Records provided:

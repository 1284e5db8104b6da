//! Four-hit consistency checks between two overlapping triplet circles.

use nalgebra::{Vector2, Vector3};

use crate::error::FitError;
use crate::field::MagneticField;
use crate::hit::Hit;
use crate::triplet::{CircleXy, HitTriplet};

/// The two overlapping circle estimates of a quadruplet: ABC (outer) and
/// BCD (inner).
#[derive(Debug, Clone, Copy)]
pub struct QuadCircles {
    pub outer: CircleXy,
    pub inner: CircleXy,
}

/// Consistency metrics for an ordered (outer A, B, C, inner D) quadruplet.
///
/// Degenerate sub-circles propagate their [`FitError`] unchanged; a quad
/// whose triplets are collinear or whose radii cancel is reported, not
/// silently zeroed.
#[derive(Debug, Clone, Copy)]
pub struct HitQuad {
    a: Vector3<f64>,
    b: Vector3<f64>,
    c: Vector3<f64>,
    d: Vector3<f64>,
}

impl HitQuad {
    pub fn new(a: &Hit, b: &Hit, c: &Hit, d: &Hit) -> Self {
        Self::from_positions(a.position, b.position, c.position, d.position)
    }

    pub fn from_positions(
        a: Vector3<f64>,
        b: Vector3<f64>,
        c: Vector3<f64>,
        d: Vector3<f64>,
    ) -> Self {
        Self { a, b, c, d }
    }

    /// Circle estimates of the two overlapping triplets.
    pub fn circles(&self) -> Result<QuadCircles, FitError> {
        let outer = HitTriplet::from_positions(self.a, self.b, self.c).circle()?;
        let inner = HitTriplet::from_positions(self.b, self.c, self.d).circle()?;
        Ok(QuadCircles { outer, inner })
    }

    /// Momentum-scale discrepancy of the two circle estimates:
    /// |pT(r_ABC − r_BCD)|.
    ///
    /// The radius *difference* is run through the pT conversion, so two
    /// estimates agreeing to better than the radius sanity threshold are
    /// reported as [`FitError::CircleTooSmall`] rather than a zero.
    pub fn delta_pt(&self, field: MagneticField) -> Result<f64, FitError> {
        let circles = self.circles()?;
        Ok(field.pt(circles.outer.radius - circles.inner.radius)?.abs())
    }

    /// Difference of the two circles' distances to the origin:
    /// |‖c_ABC‖ − ‖c_BCD‖|.
    pub fn delta_circle_center_dist(&self) -> Result<f64, FitError> {
        let circles = self.circles()?;
        Ok((Vector2::from(circles.outer.center).norm()
            - Vector2::from(circles.inner.center).norm())
        .abs())
    }
}

#[cfg(test)]
mod tests {
    use super::*;
    use crate::test_utils::circle_positions;
    use approx::assert_relative_eq;

    #[test]
    fn test_consistent_quad_has_zero_center_shift() {
        let pts = circle_positions([5.0, -3.0], 8.0, 0.2, 0.3, 4, 0.0, 0.5);
        let quad = HitQuad::from_positions(pts[3], pts[2], pts[1], pts[0]);
        assert_relative_eq!(
            quad.delta_circle_center_dist().unwrap(),
            0.0,
            epsilon = 1e-9
        );
    }

    #[test]
    fn test_identical_radii_hit_the_divisor_guard() {
        // Both triplet circles are exact, so the radius difference falls
        // below the sanity threshold and the pT conversion reports it.
        let pts = circle_positions([5.0, -3.0], 8.0, 0.2, 0.3, 4, 0.0, 0.5);
        let quad = HitQuad::from_positions(pts[3], pts[2], pts[1], pts[0]);
        assert!(matches!(
            quad.delta_pt(MagneticField::default()),
            Err(FitError::CircleTooSmall { .. })
        ));
    }

    #[test]
    fn test_inconsistent_quad_produces_finite_discrepancy() {
        // Outer triplet on an r = 8 circle, inner hit pulled inward so the
        // BCD circle shrinks.
        let pts = circle_positions([5.0, -3.0], 8.0, 0.2, 0.3, 4, 0.0, 0.5);
        let pulled = Vector3::new(
            5.0 + 6.0 * (0.2f64).cos(),
            -3.0 + 6.0 * (0.2f64).sin(),
            pts[0].z,
        );
        let quad = HitQuad::from_positions(pts[3], pts[2], pts[1], pulled);
        let delta_pt = quad.delta_pt(MagneticField::default()).unwrap();
        assert!(delta_pt.is_finite() && delta_pt > 0.0);
        assert!(quad.delta_circle_center_dist().unwrap() > 0.0);
    }

    #[test]
    fn test_collinear_triplet_propagates() {
        let quad = HitQuad::from_positions(
            Vector3::new(3.0, 3.0, 0.3),
            Vector3::new(2.0, 2.0, 0.2),
            Vector3::new(1.0, 1.0, 0.1),
            Vector3::new(0.0, 0.5, 0.0),
        );
        assert_eq!(
            quad.delta_pt(MagneticField::default()),
            Err(FitError::StraightLine)
        );
    }
}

What is needed:
Where does "crate" appear in the records above? Copy every line that has it.

Output for this exercise:
use crate::error::FitError;
use crate::field::MagneticField;
use crate::hit::Hit;
use crate::triplet::{CircleXy, HitTriplet};
    use crate::test_utils::circle_positions;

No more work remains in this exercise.